Des propos corroborés par Bruno Retailleau, selon lequel "l'action de l'État sur la Manche et la mer du Nord, c'est une action qui consiste d'abord à sauver des vies". Et le candidat des Républicains à l'élection présidentielle de brandir le chiffre de "plus de 6 000 vies" secourues en mer en 2025, grâce aux moyens déployés par les autorités dans la zone du détroit du Pas-de-Calais. "Mon pays, la France, a un objectif, sauver les vies humaines", a martelé l'ancien locataire de la place Beauvau dans une adresse aux familles qui ont perdu un proche en mer. "Je veux dire à ces familles ma compassion [...]. Nous devons faire en sorte que ce genre de drames ne se reproduisent pas."

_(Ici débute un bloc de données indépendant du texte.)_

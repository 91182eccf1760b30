use rusqlite::ErrorCode;
use thiserror::Error;

pub type Result<T> = std::result::Result<T, DbError>;

#[derive(Debug, Error)]
pub enum DbError {
    /// A UNIQUE or PRIMARY KEY constraint rejected the write. Carries the
    /// SQLite message, e.g. `UNIQUE constraint failed: users.email`.
    #[error("already exists: {0}")]
    AlreadyExists(String),

    #[error("record not found")]
    NotFound,

    /// CHECK, FOREIGN KEY or NOT NULL violations, plus rules enforced in code
    /// before the write.
    #[error("constraint violated: {0}")]
    Constraint(String),

    #[error("database lock poisoned")]
    LockPoisoned,

    #[error(transparent)]
    Sqlite(rusqlite::Error),
}

// SQLITE_CONSTRAINT_PRIMARYKEY and SQLITE_CONSTRAINT_UNIQUE
const CONSTRAINT_PRIMARYKEY: i32 = 1555;
const CONSTRAINT_UNIQUE: i32 = 2067;

impl From<rusqlite::Error> for DbError {
    fn from(err: rusqlite::Error) -> Self {
        match err {
            rusqlite::Error::SqliteFailure(ref e, ref msg) if e.code == ErrorCode::ConstraintViolation => {
                let detail = msg.clone().unwrap_or_else(|| e.to_string());
                match e.extended_code {
                    CONSTRAINT_PRIMARYKEY | CONSTRAINT_UNIQUE => DbError::AlreadyExists(detail),
                    _ => DbError::Constraint(detail),
                }
            }
            rusqlite::Error::QueryReturnedNoRows => DbError::NotFound,
            other => DbError::Sqlite(other),
        }
    }
}

impl DbError {
    /// True when a unique constraint on `table.column` was hit.
    pub fn is_duplicate_of(&self, column: &str) -> bool {
        matches!(self, DbError::AlreadyExists(detail) if detail.contains(column))
    }
}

Sur un éventuel renforcement des effectifs de sécurité, Gérald Darmanin a dit ne "pas appeler à la militarisation de [sa] région", car "on en a touché le bout", mais bien "à des réformes très difficiles", à savoir "la négociation diplomatique avec l'Union européenne et la réforme du marché du travail britannique".
À la rapporteure de la commission d'enquête, Elsa Faucillon (Gauche démocrate et républicaine), qui l'interrogeait sur les lignes rouges qu'il avait pu défendre lorsqu'il était à l'Intérieur, le garde des Sceaux a répondu : "Pas d'espionnage ou d'ingérence. Pas de double patrouille, les Anglais ne doivent pas pouvoir patrouiller sur le sol français."
Enfin, Gérald Darmanin a adressé un message aux Britanniques, qui doivent, selon lui, "accepter une idée simple : le Brexit ne marche pas sur l'immigration". "Ceux qui leur ont vendu, de façon démagogique, qu'en se séparant de l'Union européenne, ils auraient moins d'immigrés [...], ça ne marche pas !", a-t-il conclu.